- Archil Kereselidze
- Born: 24 December 1912 Gunib, Dagestan, Russian Empire
- Died: 21 December 1971 (aged 58) Tbilisi, Georgian SSR, Soviet Union
- Resting place: Didube Pantheon, Tbilisi
- Occupation: Composer

= Archil Kereselidze =

Georgian composer (1912–1971)

Archil Pavles dze Kereselidze (არჩილ კერესელიძე; 24 December 1912 – 21 December 1971) was a Georgian composer. Active in opera, operetta, theatre and film music, he was named a People's Artist of the Georgian SSR in 1961.

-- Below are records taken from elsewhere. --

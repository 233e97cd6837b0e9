use clap::{Arg, ArgAction, ArgMatches, Command};
use std::process;
use std::sync::Arc;
use std::time::{Duration, Instant};

use anyhow::{bail, Context};
use colored::*;
use indicatif::{ProgressBar, ProgressStyle};
use rscscan::{
    config::{ScanConfig, ScanMode},
    output::{save_results, OutputConfig, OutputFormat, OutputManager},
    probe::HttpProber,
    scanner::{scan_targets_with, JobResult, ScanOrchestrator, ScanSummary},
    target::Target,
    utils::{read_targets, scan_project},
};

fn build_cli() -> Command {
    Command::new("rscscan")
        .version(env!("CARGO_PKG_VERSION"))
        .about("Concurrent scanner for the React Server Components RCE vulnerability")
        .arg(
            Arg::new("url")
                .short('u')
                .long("url")
                .value_name("URL")
                .help("Target URL to scan (repeatable)")
                .action(ArgAction::Append),
        )
        .arg(
            Arg::new("list")
                .short('l')
                .long("list")
                .value_name("FILE")
                .help("Read targets from file (plain text or JSON array)"),
        )
        .arg(
            Arg::new("local")
                .long("local")
                .value_name("PATH")
                .help("Read pinned versions from a project directory instead of scanning URLs")
                .conflicts_with_all(["url", "list"]),
        )
        .arg(
            Arg::new("config")
                .short('c')
                .long("config")
                .value_name("FILE")
                .help("Load configuration from TOML file"),
        )
        .arg(
            Arg::new("mode")
                .long("mode")
                .value_name("MODE")
                .help("Scan mode: version, safe, rce, comprehensive (safe and rce need a payload-capable prober)")
                .value_parser(["version", "safe", "rce", "comprehensive"]),
        )
        .arg(
            Arg::new("workers")
                .short('w')
                .long("workers")
                .value_name("COUNT")
                .help("Number of concurrent scan jobs")
                .value_parser(clap::value_parser!(usize)),
        )
        .arg(
            Arg::new("timeout")
                .short('t')
                .long("timeout")
                .value_name("SECONDS")
                .help("Per-request timeout in seconds")
                .value_parser(clap::value_parser!(u64)),
        )
        .arg(
            Arg::new("insecure")
                .short('k')
                .long("insecure")
                .help("Skip TLS certificate verification (default)")
                .action(ArgAction::SetTrue),
        )
        .arg(
            Arg::new("verify-tls")
                .long("verify-tls")
                .help("Verify TLS certificates")
                .action(ArgAction::SetTrue)
                .conflicts_with("insecure"),
        )
        .arg(
            Arg::new("proxy")
                .long("proxy")
                .value_name("URL")
                .help("Proxy URL (http://host:port)"),
        )
        .arg(
            Arg::new("output")
                .short('o')
                .long("output")
                .value_name("FILE")
                .help("Save results to a JSON file"),
        )
        .arg(
            Arg::new("all-results")
                .long("all-results")
                .help("Save every result, not just vulnerable targets")
                .action(ArgAction::SetTrue),
        )
        .arg(
            Arg::new("json")
                .long("json")
                .help("Print one JSON object per result")
                .action(ArgAction::SetTrue),
        )
        .arg(
            Arg::new("quiet")
                .short('q')
                .long("quiet")
                .help("Only print vulnerable targets")
                .action(ArgAction::SetTrue),
        )
        .arg(
            Arg::new("no-color")
                .long("no-color")
                .help("Disable colored output")
                .action(ArgAction::SetTrue),
        )
        .arg(
            Arg::new("verbose")
                .short('v')
                .long("verbose")
                .help("Verbose output")
                .action(ArgAction::SetTrue),
        )
}

fn init_logging(verbose: bool) {
    let default_level = if verbose { "debug" } else { "warn" };
    env_logger::Builder::from_env(env_logger::Env::default().default_filter_or(default_level))
        .init();
}

/// File config (or `~/.rscscan.toml`) with command line overrides applied
fn resolve_config(matches: &ArgMatches) -> anyhow::Result<ScanConfig> {
    let mut config = match matches.get_one::<String>("config") {
        Some(path) => ScanConfig::from_toml_file(path)
            .with_context(|| format!("Failed to load config {}", path))?,
        None => ScanConfig::load_default_config(),
    };

    if let Some(mode) = matches.get_one::<String>("mode") {
        config.mode = mode.parse::<ScanMode>().map_err(anyhow::Error::msg)?;
    }
    if let Some(&workers) = matches.get_one::<usize>("workers") {
        config.workers = workers;
    }
    if let Some(&timeout) = matches.get_one::<u64>("timeout") {
        config.timeout_secs = timeout;
    }
    if let Some(proxy) = matches.get_one::<String>("proxy") {
        config.proxy = Some(proxy.clone());
    }
    if matches.get_flag("insecure") {
        config.verify_tls = false;
    } else if matches.get_flag("verify-tls") {
        config.verify_tls = true;
    }

    config.validate()?;
    Ok(config)
}

fn collect_targets(matches: &ArgMatches) -> anyhow::Result<Vec<Target>> {
    let mut targets = Vec::new();

    if let Some(urls) = matches.get_many::<String>("url") {
        for url in urls {
            match Target::parse(url) {
                Ok(target) => targets.push(target),
                Err(e) => eprintln!("{} {}", "[!]".bright_red(), e),
            }
        }
    }

    if let Some(path) = matches.get_one::<String>("list") {
        targets.extend(read_targets(path)?);
    }

    targets.sort();
    targets.dedup();
    Ok(targets)
}

fn print_banner(config: &ScanConfig, targets: usize) {
    println!("{}", "------------------------------------------------------".bright_blue());
    println!(
        "{} {}",
        ": rscscan".bright_blue(),
        env!("CARGO_PKG_VERSION").bright_cyan()
    );
    println!("{}", "------------------------------------------------------".bright_blue());
    println!(
        "[~] Scanning {} targets with {} workers (mode: {:?}, timeout: {}s)",
        targets.to_string().bright_yellow(),
        config.workers.to_string().bright_yellow(),
        config.mode,
        config.timeout_secs
    );
}

fn progress_bar(total: usize, hidden: bool) -> ProgressBar {
    if hidden {
        return ProgressBar::hidden();
    }
    let bar = ProgressBar::new(total as u64);
    let style = ProgressStyle::with_template("{spinner} [{elapsed_precise}] {bar:40} {pos}/{len} {msg}")
        .unwrap_or_else(|_| ProgressStyle::default_bar());
    bar.set_style(style);
    bar.enable_steady_tick(Duration::from_millis(120));
    bar
}

/// HTTP orchestrator for `config`, failing early when the mode needs
/// strategies the HTTP prober does not implement
fn build_orchestrator(config: &ScanConfig) -> anyhow::Result<Arc<ScanOrchestrator>> {
    let prober = HttpProber::new(&config.transport_options(), config.timeout_duration())?;
    let orchestrator = ScanOrchestrator::new(Arc::new(prober));
    orchestrator
        .check_policy(config.policy())
        .with_context(|| format!("Mode {:?} is not available for URL scans", config.mode))?;
    log::debug!("Using {} prober", orchestrator.prober_name());
    Ok(Arc::new(orchestrator))
}

fn output_manager(matches: &ArgMatches) -> OutputManager {
    OutputManager::new(OutputConfig {
        format: if matches.get_flag("json") { OutputFormat::Json } else { OutputFormat::Text },
        colored: !matches.get_flag("no-color"),
        verbose: matches.get_flag("verbose"),
        quiet: matches.get_flag("quiet"),
    })
}

fn write_results(
    matches: &ArgMatches,
    results: &[JobResult],
    summary: &ScanSummary,
) -> anyhow::Result<()> {
    if let Some(path) = matches.get_one::<String>("output") {
        let vulnerable_only = !matches.get_flag("all-results");
        let written = save_results(path, results, summary, vulnerable_only)
            .with_context(|| format!("Failed to write results to {}", path))?;
        if !matches.get_flag("json") {
            println!(
                "{} {} results saved to {}",
                "[+]".bright_green(),
                written,
                path.bright_cyan()
            );
        }
    }
    Ok(())
}

/// Classify the versions pinned in a project checkout, without network access
fn run_local(matches: &ArgMatches, path: &str) -> anyhow::Result<i32> {
    let output = output_manager(matches);
    let start_time = Instant::now();

    let results: Vec<JobResult> = scan_project(path)?
        .into_iter()
        .map(|verdict| JobResult {
            verdict,
            error: None,
        })
        .collect();
    if results.is_empty() {
        log::warn!("No framework version pinned under {}", path);
    }
    for result in &results {
        output.print_verdict(&result.verdict)?;
    }

    let mut summary = ScanSummary::from_results(&results);
    summary.set_duration(start_time.elapsed());
    output.print_summary(&summary);
    write_results(matches, &results, &summary)?;
    Ok(summary.exit_code())
}

async fn run(matches: ArgMatches) -> anyhow::Result<i32> {
    if let Some(path) = matches.get_one::<String>("local") {
        return run_local(&matches, path);
    }

    let config = resolve_config(&matches)?;
    let targets = collect_targets(&matches)?;
    if targets.is_empty() {
        bail!("No valid targets. Use -u <url>, -l <file> or --local <path>");
    }

    let json = matches.get_flag("json");
    let quiet = matches.get_flag("quiet");
    let output = output_manager(&matches);

    if !json && !quiet {
        print_banner(&config, targets.len());
    }

    let orchestrator = build_orchestrator(&config)?;

    let bar = progress_bar(targets.len(), json || quiet);
    let start_time = Instant::now();

    let results = scan_targets_with(
        orchestrator,
        targets,
        config.policy(),
        config.probe_options(),
        config.workers,
        |result| {
            bar.suspend(|| {
                if let Err(e) = output.print_verdict(&result.verdict) {
                    log::error!("Failed to print result: {}", e);
                }
            });
            if result.is_vulnerable() {
                bar.set_message(format!("last hit: {}", result.target()));
            }
            bar.inc(1);
        },
    )
    .await?;
    bar.finish_and_clear();

    let mut summary = ScanSummary::from_results(&results);
    summary.set_duration(start_time.elapsed());
    output.print_summary(&summary);
    write_results(&matches, &results, &summary)?;

    Ok(summary.exit_code())
}

#[tokio::main]
async fn main() {
    let matches = build_cli().get_matches();
    init_logging(matches.get_flag("verbose"));

    match run(matches).await {
        Ok(code) => process::exit(code),
        Err(e) => {
            eprintln!("{} {:#}", "[!] ERROR:".bright_red(), e);
            process::exit(2);
        }
    }
}
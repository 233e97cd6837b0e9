//! Bounded-concurrency worker pool for scan jobs
//!
//! A single dispatcher task pulls jobs off a bounded queue, waits for a slot
//! on the concurrency semaphore and spawns one task per admitted job. Every
//! accepted job yields exactly one [`JobResult`]: a verdict, a timeout, a
//! cancellation or a caught panic.

use super::orchestrator::{ScanOrchestrator, ScanPolicy, ScanVerdict};
use crate::error::{ScanError, ScanResult};
use crate::probe::{ProbeOptions, ProbeStrategy};
use crate::target::Target;
use futures::{FutureExt, Stream};
use std::any::Any;
use std::panic::AssertUnwindSafe;
use std::pin::Pin;
use std::sync::atomic::{AtomicBool, AtomicUsize, Ordering};
use std::sync::{Arc, Mutex, MutexGuard, PoisonError};
use std::task::{Context, Poll};
use std::time::Duration;
use tokio::sync::{mpsc, OwnedSemaphorePermit, Semaphore};
use tokio::task::JoinHandle;
use tokio_util::sync::CancellationToken;
use tokio_util::task::TaskTracker;

/// Upper bound for the concurrency budget
pub const MAX_WORKERS: usize = 4096;

/// Slack added on top of the probe deadlines of a job
pub const JOB_GRACE: Duration = Duration::from_secs(5);

/// One target to scan with its strategy policy and options
#[derive(Debug, Clone)]
pub struct ScanJob {
    pub target: Target,
    pub policy: ScanPolicy,
    pub options: ProbeOptions,
}

impl ScanJob {
    pub fn new(target: Target, policy: ScanPolicy, options: ProbeOptions) -> Self {
        Self {
            target,
            policy,
            options,
        }
    }

    /// Whole-job deadline: every probe the policy may issue, plus grace
    pub fn deadline(&self) -> Duration {
        self.options
            .timeout
            .saturating_mul(self.policy.max_probes())
            .saturating_add(JOB_GRACE)
    }

    fn first_strategy(&self) -> ProbeStrategy {
        match self.policy {
            ScanPolicy::Single(strategy) => strategy,
            ScanPolicy::Comprehensive => ProbeStrategy::PassiveVersion,
        }
    }
}

/// Outcome of one submitted job
#[derive(Debug)]
pub struct JobResult {
    pub verdict: ScanVerdict,
    /// Pool-level failure (timeout, cancellation, panic); mirrored in `verdict.error`
    pub error: Option<ScanError>,
}

impl JobResult {
    fn failed(job: &ScanJob, error: ScanError) -> Self {
        Self {
            verdict: ScanVerdict::failed(&job.target, job.first_strategy(), &error),
            error: Some(error),
        }
    }

    pub fn target(&self) -> &Target {
        &self.verdict.target
    }

    pub fn is_vulnerable(&self) -> bool {
        self.verdict.is_vulnerable()
    }
}

/// Results in completion order. Ends once the pool is closed or drained.
#[derive(Debug)]
pub struct ResultStream {
    rx: mpsc::UnboundedReceiver<JobResult>,
}

impl ResultStream {
    pub async fn next(&mut self) -> Option<JobResult> {
        self.rx.recv().await
    }
}

impl Stream for ResultStream {
    type Item = JobResult;

    fn poll_next(mut self: Pin<&mut Self>, cx: &mut Context<'_>) -> Poll<Option<Self::Item>> {
        self.rx.poll_recv(cx)
    }
}

fn lock<T>(mutex: &Mutex<T>) -> MutexGuard<'_, T> {
    mutex.lock().unwrap_or_else(PoisonError::into_inner)
}

fn panic_message(payload: &(dyn Any + Send)) -> String {
    if let Some(msg) = payload.downcast_ref::<&str>() {
        msg.to_string()
    } else if let Some(msg) = payload.downcast_ref::<String>() {
        msg.clone()
    } else {
        "unknown panic".to_string()
    }
}

/// Admits queued jobs onto the semaphore and spawns them
struct Dispatcher {
    orchestrator: Arc<ScanOrchestrator>,
    semaphore: Arc<Semaphore>,
    shutdown: CancellationToken,
    tracker: TaskTracker,
    results: mpsc::UnboundedSender<JobResult>,
    active: Arc<AtomicUsize>,
}

impl Dispatcher {
    async fn run(self, mut jobs: mpsc::Receiver<ScanJob>) {
        loop {
            let job = tokio::select! {
                biased;
                _ = self.shutdown.cancelled() => break,
                job = jobs.recv() => match job {
                    Some(job) => job,
                    None => break,
                },
            };

            let permit = tokio::select! {
                biased;
                _ = self.shutdown.cancelled() => {
                    self.reject(&job, ScanError::Cancelled);
                    break;
                }
                permit = self.semaphore.clone().acquire_owned() => match permit {
                    Ok(permit) => permit,
                    Err(_) => {
                        self.reject(&job, ScanError::PoolClosed);
                        break;
                    }
                },
            };

            self.spawn_job(job, permit);
        }

        // no job accepted by submit may vanish: fail whatever is still queued
        jobs.close();
        while let Some(job) = jobs.recv().await {
            self.reject(&job, ScanError::Cancelled);
        }
        log::debug!("dispatcher stopped");
    }

    fn reject(&self, job: &ScanJob, error: ScanError) {
        log::debug!("{}: not started: {}", job.target, error);
        let _ = self.results.send(JobResult::failed(job, error));
    }

    fn spawn_job(&self, job: ScanJob, permit: OwnedSemaphorePermit) {
        let orchestrator = self.orchestrator.clone();
        let shutdown = self.shutdown.clone();
        let results = self.results.clone();
        let active = self.active.clone();

        self.tracker.spawn(async move {
            // released on every exit path, panics included
            let _permit = permit;
            active.fetch_add(1, Ordering::SeqCst);
            let result = execute(&orchestrator, &job, job.deadline(), &shutdown).await;
            active.fetch_sub(1, Ordering::SeqCst);

            if results.send(result).is_err() {
                log::debug!("{}: result dropped, receiver gone", job.target);
            }
        });
    }
}

async fn execute(
    orchestrator: &ScanOrchestrator,
    job: &ScanJob,
    deadline: Duration,
    shutdown: &CancellationToken,
) -> JobResult {
    let run = AssertUnwindSafe(orchestrator.run(&job.target, job.policy, &job.options, shutdown))
        .catch_unwind();

    let outcome = tokio::select! {
        biased;
        _ = shutdown.cancelled() => Err(ScanError::Cancelled),
        res = tokio::time::timeout(deadline, run) => match res {
            Ok(Ok(result)) => result,
            Ok(Err(panic)) => {
                let msg = panic_message(&*panic);
                log::error!("{}: scan job panicked: {}", job.target, msg);
                Err(ScanError::JobPanicked(msg))
            }
            Err(_) => {
                log::warn!("{}: scan job exceeded {:?}", job.target, deadline);
                Err(ScanError::ProbeTimeout(deadline))
            }
        },
    };

    match outcome {
        Ok(verdict) => JobResult {
            verdict,
            error: None,
        },
        Err(e) => JobResult::failed(job, e),
    }
}

/// Semaphore-gated pool running scan jobs concurrently
pub struct WorkerPool {
    budget: usize,
    shutdown: CancellationToken,
    closed: AtomicBool,
    active: Arc<AtomicUsize>,
    tracker: TaskTracker,
    jobs: Mutex<Option<mpsc::Sender<ScanJob>>>,
    results_tx: Mutex<Option<mpsc::UnboundedSender<JobResult>>>,
    results_rx: Mutex<Option<mpsc::UnboundedReceiver<JobResult>>>,
    dispatcher: tokio::sync::Mutex<Option<JoinHandle<()>>>,
}

impl WorkerPool {
    /// Start a pool. The budget is clamped into `[1, MAX_WORKERS]`.
    /// Must be called from within a tokio runtime.
    pub fn start(orchestrator: Arc<ScanOrchestrator>, budget: usize) -> Self {
        let budget = budget.clamp(1, MAX_WORKERS);
        let (job_tx, job_rx) = mpsc::channel(budget.saturating_mul(2));
        let (results_tx, results_rx) = mpsc::unbounded_channel();
        let shutdown = CancellationToken::new();
        let tracker = TaskTracker::new();
        let active = Arc::new(AtomicUsize::new(0));

        let dispatcher = Dispatcher {
            orchestrator,
            semaphore: Arc::new(Semaphore::new(budget)),
            shutdown: shutdown.clone(),
            tracker: tracker.clone(),
            results: results_tx.clone(),
            active: active.clone(),
        };
        let handle = tokio::spawn(dispatcher.run(job_rx));
        log::debug!("worker pool started with budget {}", budget);

        Self {
            budget,
            shutdown,
            closed: AtomicBool::new(false),
            active,
            tracker,
            jobs: Mutex::new(Some(job_tx)),
            results_tx: Mutex::new(Some(results_tx)),
            results_rx: Mutex::new(Some(results_rx)),
            dispatcher: tokio::sync::Mutex::new(Some(handle)),
        }
    }

    /// Effective concurrency budget after clamping
    pub fn budget(&self) -> usize {
        self.budget
    }

    /// Jobs currently executing
    pub fn active_jobs(&self) -> usize {
        self.active.load(Ordering::SeqCst)
    }

    pub fn is_closed(&self) -> bool {
        self.closed.load(Ordering::SeqCst)
    }

    /// Queue a job. Waits while the queue is full, but returns
    /// [`ScanError::PoolClosed`] as soon as shutdown begins.
    pub async fn submit(&self, job: ScanJob) -> ScanResult<()> {
        if self.is_closed() {
            return Err(ScanError::PoolClosed);
        }
        let sender = lock(&self.jobs).clone().ok_or(ScanError::PoolClosed)?;

        tokio::select! {
            biased;
            _ = self.shutdown.cancelled() => Err(ScanError::PoolClosed),
            res = sender.send(job) => res.map_err(|_| ScanError::PoolClosed),
        }
    }

    /// Take the result stream. Only the first call returns `Some`.
    pub fn results(&self) -> Option<ResultStream> {
        lock(&self.results_rx).take().map(|rx| ResultStream { rx })
    }

    /// Cancel in-flight jobs, refuse new ones and wait for every admitted job
    /// to report. The result stream ends afterwards. Safe to call repeatedly.
    pub async fn close(&self) {
        self.closed.store(true, Ordering::SeqCst);
        self.shutdown.cancel();
        lock(&self.jobs).take();
        self.finish().await;
    }

    /// Refuse new jobs but let everything already queued run to completion,
    /// then end the result stream.
    pub async fn drain(&self) {
        self.closed.store(true, Ordering::SeqCst);
        lock(&self.jobs).take();
        self.finish().await;
    }

    async fn finish(&self) {
        let mut dispatcher = self.dispatcher.lock().await;
        if let Some(handle) = dispatcher.take() {
            if let Err(e) = handle.await {
                log::error!("dispatcher task failed: {}", e);
            }
        }
        self.tracker.close();
        self.tracker.wait().await;
        lock(&self.results_tx).take();
        log::debug!("worker pool shut down");
    }
}

impl Drop for WorkerPool {
    fn drop(&mut self) {
        self.shutdown.cancel();
    }
}

impl std::fmt::Debug for WorkerPool {
    fn fmt(&self, f: &mut std::fmt::Formatter<'_>) -> std::fmt::Result {
        f.debug_struct("WorkerPool")
            .field("budget", &self.budget)
            .field("active", &self.active_jobs())
            .field("closed", &self.is_closed())
            .finish()
    }
}

#[cfg(test)]
mod tests {
    use super::*;
    use crate::probe::{EvasionVariant, Platform, ProbeOutcome, Prober};
    use async_trait::async_trait;

    /// Never answers, whatever the per-request timeout says
    struct Stalled;

    #[async_trait]
    impl Prober for Stalled {
        async fn probe_version(&self, _: &Target, _: &ProbeOptions) -> ScanResult<ProbeOutcome> {
            std::future::pending().await
        }

        async fn probe_non_destructive(
            &self,
            _: &Target,
            _: &ProbeOptions,
        ) -> ScanResult<ProbeOutcome> {
            std::future::pending().await
        }

        async fn probe_active(
            &self,
            _: &Target,
            _: Option<EvasionVariant>,
            _: Platform,
            _: &ProbeOptions,
        ) -> ScanResult<ProbeOutcome> {
            std::future::pending().await
        }

        fn name(&self) -> &str {
            "stalled"
        }
    }

    #[tokio::test(start_paused = true)]
    async fn test_job_deadline_expiry_reports_timeout() {
        let orchestrator = ScanOrchestrator::new(Arc::new(Stalled));
        let job = ScanJob::new(
            Target::parse("example.com").unwrap(),
            ScanPolicy::Comprehensive,
            ProbeOptions::default().with_timeout(Duration::from_secs(3600)),
        );
        let deadline = Duration::from_millis(100);

        let result = execute(&orchestrator, &job, deadline, &CancellationToken::new()).await;

        match result.error {
            Some(ScanError::ProbeTimeout(d)) => assert_eq!(d, deadline),
            other => panic!("expected ProbeTimeout, got {:?}", other),
        }
        assert!(result.verdict.vulnerable.is_none());
        assert!(result.verdict.error.is_some());
    }

    #[test]
    fn test_deadline_scales_with_policy() {
        let target = Target::parse("example.com").unwrap();
        let options = ProbeOptions::default().with_timeout(Duration::from_secs(2));

        let single = ScanJob::new(
            target.clone(),
            ScanPolicy::Single(ProbeStrategy::NonDestructive),
            options.clone(),
        );
        assert_eq!(single.deadline(), Duration::from_secs(2) + JOB_GRACE);

        let full = ScanJob::new(target, ScanPolicy::Comprehensive, options);
        assert_eq!(full.deadline(), Duration::from_secs(12) + JOB_GRACE);
    }

    #[test]
    fn test_panic_message_extraction() {
        let payload: Box<dyn Any + Send> = Box::new("boom");
        assert_eq!(panic_message(&*payload), "boom");
        let payload: Box<dyn Any + Send> = Box::new(String::from("owned boom"));
        assert_eq!(panic_message(&*payload), "owned boom");
        let payload: Box<dyn Any + Send> = Box::new(42u8);
        assert_eq!(panic_message(&*payload), "unknown panic");
    }

    #[test]
    fn test_failed_result_mirrors_error() {
        let job = ScanJob::new(
            Target::parse("example.com").unwrap(),
            ScanPolicy::Comprehensive,
            ProbeOptions::default(),
        );
        let result = JobResult::failed(&job, ScanError::Cancelled);
        assert!(result.verdict.vulnerable.is_none());
        assert_eq!(result.verdict.error.as_deref(), Some("Scan cancelled"));
        assert_eq!(result.verdict.strategy_used, ProbeStrategy::PassiveVersion);
        assert!(!result.verdict.is_undetermined());
    }
}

== Early life and education ==
Kereselidze was born on 24 December 1912 in Gunib, in Dagestan. He graduated from the Tbilisi State Conservatoire in 1934 and from the Moscow Conservatory in 1939, where he studied composition under Nikolai Myaskovsky. As a youth he was encouraged by the composer Zacharia Paliashvili.

== Career ==
From 1940 to 1944 Kereselidze taught polyphony at the Tbilisi State Conservatoire, and in the 1940s he headed the music department of the Marjanishvili Theatre in Tbilisi. From 1953 until his death he worked as a music editor and composer at the Georgian Film Studio.

His works include the opera Bashi-Achuki (1945), the ballet Nazibrola (1947), the musical comedies Under the Tbilisi Sky (1949), Return from the Moon (1963) and Cherry Blossom (1965), a symphony and two piano concertos, as well as music for theatre productions. He also wrote scores for many Georgian films, including Keto and Kote (1948), Magdana's Donkey (1955) and The Right Hand of the Grand Master (1969).

== Awards and honours ==
- Honoured Art Worker of the Georgian SSR (1950)
- Order of the Badge of Honour (1958)
- People's Artist of the Georgian SSR (1961)

== Death ==
Kereselidze died in Tbilisi on 21 December 1971 and was buried at the Didube Pantheon.